* **PROBLEM**: Line filter on the word "candidates": copy each matching line from the entries.

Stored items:
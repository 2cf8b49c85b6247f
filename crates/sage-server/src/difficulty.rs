//! Load-driven difficulty controller.

use crate::admission::AdmissionPipeline;
use std::sync::atomic::{AtomicU32, Ordering};
use std::sync::Arc;
use std::time::Duration;
use tokio_util::sync::CancellationToken;
use tracing::info;

/// Publishes the proof-of-work difficulty as a function of load.
///
/// Every adjust interval the live connection count is compared to the
/// server's capacity: above 80% the published difficulty is `base + 2`,
/// above 50% it is `base + 1`, otherwise `base`. The value is clamped to
/// `max_difficulty` and swapped atomically so handlers read it without
/// coordination.
pub struct DifficultyController {
    base: u8,
    max_difficulty: u8,
    max_connections: usize,
    adjust_interval: Duration,
    current: AtomicU32,
}

impl DifficultyController {
    /// Create a controller publishing `base` initially.
    pub fn new(
        base: u8,
        max_difficulty: u8,
        max_connections: usize,
        adjust_interval: Duration,
    ) -> Self {
        let base = base.min(max_difficulty);
        Self {
            base,
            max_difficulty,
            max_connections,
            adjust_interval,
            current: AtomicU32::new(base as u32),
        }
    }

    /// The currently published difficulty.
    pub fn current(&self) -> u8 {
        self.current.load(Ordering::Relaxed) as u8
    }

    /// Difficulty for a given live connection count.
    pub fn target_for(&self, live: usize) -> u8 {
        let raised = if live > self.max_connections * 8 / 10 {
            self.base.saturating_add(2)
        } else if live > self.max_connections * 5 / 10 {
            self.base.saturating_add(1)
        } else {
            self.base
        };
        raised.min(self.max_difficulty)
    }

    /// Publish the difficulty for the observed load.
    pub fn adjust(&self, live: usize) {
        let new = self.target_for(live);
        let old = self.current.swap(new as u32, Ordering::Relaxed) as u8;
        if old != new {
            info!(
                old_difficulty = old,
                new_difficulty = new,
                connections = live,
                "difficulty adjusted"
            );
        }
    }

    /// Run the adjustment loop until shutdown.
    pub async fn run(
        self: Arc<Self>,
        admission: Arc<AdmissionPipeline>,
        shutdown: CancellationToken,
    ) {
        let period = self.adjust_interval.max(Duration::from_millis(10));
        let mut interval = tokio::time::interval(period);
        interval.set_missed_tick_behavior(tokio::time::MissedTickBehavior::Skip);
        // The immediate first tick would re-publish the base value
        interval.tick().await;

        loop {
            tokio::select! {
                _ = interval.tick() => self.adjust(admission.live_connections()),
                _ = shutdown.cancelled() => break,
            }
        }
    }
}
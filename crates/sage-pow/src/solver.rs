//! Client-side challenge solver.

use crate::{hash_hex, meets_difficulty};
use parking_lot::Mutex;
use std::sync::atomic::{AtomicBool, Ordering};
use std::sync::Arc;
use std::thread;

/// Search for a solution to a challenge.
///
/// Spawns one worker per available core. Worker `k` enumerates decimal
/// candidates `k, k + n, k + 2n, …` so the workers partition the search
/// space without coordination. The first candidate whose hash satisfies the
/// difficulty wins; any valid solution is acceptable, so the result is not
/// deterministic across runs.
///
/// Returns `None` if `stop` is raised before a solution is found. Workers
/// poll the flag between candidates.
pub fn solve(prefix: &str, difficulty: u8, stop: &AtomicBool) -> Option<String> {
    let workers = thread::available_parallelism()
        .map(|n| n.get())
        .unwrap_or(1);

    let found = AtomicBool::new(false);
    let result: Mutex<Option<String>> = Mutex::new(None);

    thread::scope(|scope| {
        for worker in 0..workers {
            let found = &found;
            let result = &result;
            scope.spawn(move || {
                let mut candidate = worker as u64;
                while !stop.load(Ordering::Relaxed) && !found.load(Ordering::Relaxed) {
                    let solution = candidate.to_string();
                    let hash = hash_hex(&format!("{prefix}{solution}"));

                    if meets_difficulty(&hash, difficulty) {
                        let mut slot = result.lock();
                        if slot.is_none() {
                            *slot = Some(solution);
                        }
                        found.store(true, Ordering::Relaxed);
                        return;
                    }

                    candidate += workers as u64;
                }
            });
        }
    });

    result.into_inner()
}

/// Solve on the blocking thread pool, for async callers.
pub async fn solve_blocking(
    prefix: String,
    difficulty: u8,
    stop: Arc<AtomicBool>,
) -> Option<String> {
    tokio::task::spawn_blocking(move || solve(&prefix, difficulty, &stop))
        .await
        .unwrap_or(None)
}

#[cfg(test)]
mod tests {
    use super::*;

    #[test]
    fn test_solver_finds_valid_solution() {
        let stop = AtomicBool::new(false);
        let solution = solve("a1b2c3d4", 1, &stop).expect("difficulty 1 must be solvable");

        let hash = hash_hex(&format!("a1b2c3d4{solution}"));
        assert!(meets_difficulty(&hash, 1));
    }

    #[test]
    fn test_solver_two_leading_zeros() {
        let stop = AtomicBool::new(false);
        let solution = solve("prefix", 2, &stop).expect("difficulty 2 must be solvable");

        let hash = hash_hex(&format!("prefix{solution}"));
        assert!(hash.starts_with("00"));
    }

    #[test]
    fn test_cancelled_solver_returns_none() {
        let stop = AtomicBool::new(true);
        // Difficulty far beyond practical: the workers must exit on the flag
        assert_eq!(solve("prefix", 64, &stop), None);
    }

    #[tokio::test]
    async fn test_solve_blocking() {
        let stop = Arc::new(AtomicBool::new(false));
        let solution = solve_blocking("async".to_string(), 1, stop).await;
        assert!(solution.is_some());
    }
}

* **SOLUTION FOR THIS TASK**:
/// candidates `k, k + n, k + 2n, …` so the workers partition the search
/// poll the flag between candidates.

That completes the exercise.